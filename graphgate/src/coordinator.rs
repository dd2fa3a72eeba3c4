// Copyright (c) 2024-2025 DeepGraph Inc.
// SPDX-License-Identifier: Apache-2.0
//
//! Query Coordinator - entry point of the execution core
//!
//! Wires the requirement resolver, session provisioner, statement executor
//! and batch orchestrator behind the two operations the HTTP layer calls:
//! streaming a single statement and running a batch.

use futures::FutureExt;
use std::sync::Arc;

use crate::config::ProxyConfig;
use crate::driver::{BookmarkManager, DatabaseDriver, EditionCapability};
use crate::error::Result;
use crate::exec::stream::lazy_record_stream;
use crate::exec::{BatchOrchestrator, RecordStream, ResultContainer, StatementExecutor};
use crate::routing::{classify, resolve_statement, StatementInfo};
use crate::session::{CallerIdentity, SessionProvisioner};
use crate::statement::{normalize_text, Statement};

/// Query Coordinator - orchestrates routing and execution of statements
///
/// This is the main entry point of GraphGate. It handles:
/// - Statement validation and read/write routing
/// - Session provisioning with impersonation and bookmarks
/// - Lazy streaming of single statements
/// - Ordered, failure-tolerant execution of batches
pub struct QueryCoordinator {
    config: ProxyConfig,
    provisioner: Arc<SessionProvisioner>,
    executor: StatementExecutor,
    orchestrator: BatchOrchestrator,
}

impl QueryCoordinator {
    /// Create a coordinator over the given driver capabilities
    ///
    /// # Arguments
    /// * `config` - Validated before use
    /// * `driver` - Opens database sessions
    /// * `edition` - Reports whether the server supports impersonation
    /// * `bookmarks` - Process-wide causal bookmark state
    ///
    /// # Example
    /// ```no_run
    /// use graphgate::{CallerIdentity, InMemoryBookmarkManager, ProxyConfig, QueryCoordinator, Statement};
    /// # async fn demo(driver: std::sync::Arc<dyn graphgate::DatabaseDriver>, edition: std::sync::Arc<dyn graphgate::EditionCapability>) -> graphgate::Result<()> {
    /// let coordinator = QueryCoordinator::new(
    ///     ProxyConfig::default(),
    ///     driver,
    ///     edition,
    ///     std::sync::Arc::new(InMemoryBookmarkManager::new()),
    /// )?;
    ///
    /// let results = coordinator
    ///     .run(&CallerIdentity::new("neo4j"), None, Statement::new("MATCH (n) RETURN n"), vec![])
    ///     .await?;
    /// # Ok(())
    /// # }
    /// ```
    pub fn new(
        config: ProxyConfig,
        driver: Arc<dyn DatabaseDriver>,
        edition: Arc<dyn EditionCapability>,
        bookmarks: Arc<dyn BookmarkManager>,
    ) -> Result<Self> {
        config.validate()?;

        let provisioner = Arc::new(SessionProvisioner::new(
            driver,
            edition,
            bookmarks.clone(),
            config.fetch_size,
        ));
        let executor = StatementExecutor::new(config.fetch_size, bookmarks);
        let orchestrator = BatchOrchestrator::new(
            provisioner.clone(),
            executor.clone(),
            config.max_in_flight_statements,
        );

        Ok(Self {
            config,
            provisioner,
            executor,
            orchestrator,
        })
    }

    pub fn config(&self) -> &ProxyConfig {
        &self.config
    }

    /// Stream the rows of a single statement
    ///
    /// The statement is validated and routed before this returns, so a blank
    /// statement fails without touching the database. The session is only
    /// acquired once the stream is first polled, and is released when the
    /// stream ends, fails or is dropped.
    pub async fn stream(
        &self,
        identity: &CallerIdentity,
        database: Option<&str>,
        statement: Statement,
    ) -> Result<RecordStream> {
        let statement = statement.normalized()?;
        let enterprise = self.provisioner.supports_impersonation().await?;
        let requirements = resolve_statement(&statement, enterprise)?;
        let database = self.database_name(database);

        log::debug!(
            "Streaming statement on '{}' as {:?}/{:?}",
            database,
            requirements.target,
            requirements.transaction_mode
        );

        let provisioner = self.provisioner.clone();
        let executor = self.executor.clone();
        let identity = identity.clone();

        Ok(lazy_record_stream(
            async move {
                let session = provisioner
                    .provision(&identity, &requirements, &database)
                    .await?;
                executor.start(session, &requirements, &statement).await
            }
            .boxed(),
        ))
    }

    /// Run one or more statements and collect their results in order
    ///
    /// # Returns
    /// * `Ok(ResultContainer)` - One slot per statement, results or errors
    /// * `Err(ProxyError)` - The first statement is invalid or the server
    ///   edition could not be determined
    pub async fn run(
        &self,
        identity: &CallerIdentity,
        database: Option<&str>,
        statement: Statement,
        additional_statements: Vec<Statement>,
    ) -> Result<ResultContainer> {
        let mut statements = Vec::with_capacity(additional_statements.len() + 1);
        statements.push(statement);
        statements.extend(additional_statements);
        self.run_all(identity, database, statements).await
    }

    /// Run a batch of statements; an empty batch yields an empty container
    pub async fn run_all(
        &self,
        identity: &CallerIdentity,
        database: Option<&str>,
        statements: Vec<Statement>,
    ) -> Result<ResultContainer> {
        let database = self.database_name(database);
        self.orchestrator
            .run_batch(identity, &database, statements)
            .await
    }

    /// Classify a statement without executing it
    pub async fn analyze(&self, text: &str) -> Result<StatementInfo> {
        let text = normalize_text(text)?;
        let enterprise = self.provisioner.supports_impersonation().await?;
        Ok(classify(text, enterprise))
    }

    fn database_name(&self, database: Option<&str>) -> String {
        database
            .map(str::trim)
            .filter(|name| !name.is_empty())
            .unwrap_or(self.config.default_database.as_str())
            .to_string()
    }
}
______
BRIEF:
Among the records above, find each line holding the string "QueryCoordinator" and pull it out.

ANSWER SECTION:
pub struct QueryCoordinator {
impl QueryCoordinator {
    /// use graphgate::{CallerIdentity, InMemoryBookmarkManager, ProxyConfig, QueryCoordinator, Statement};
    /// let coordinator = QueryCoordinator::new(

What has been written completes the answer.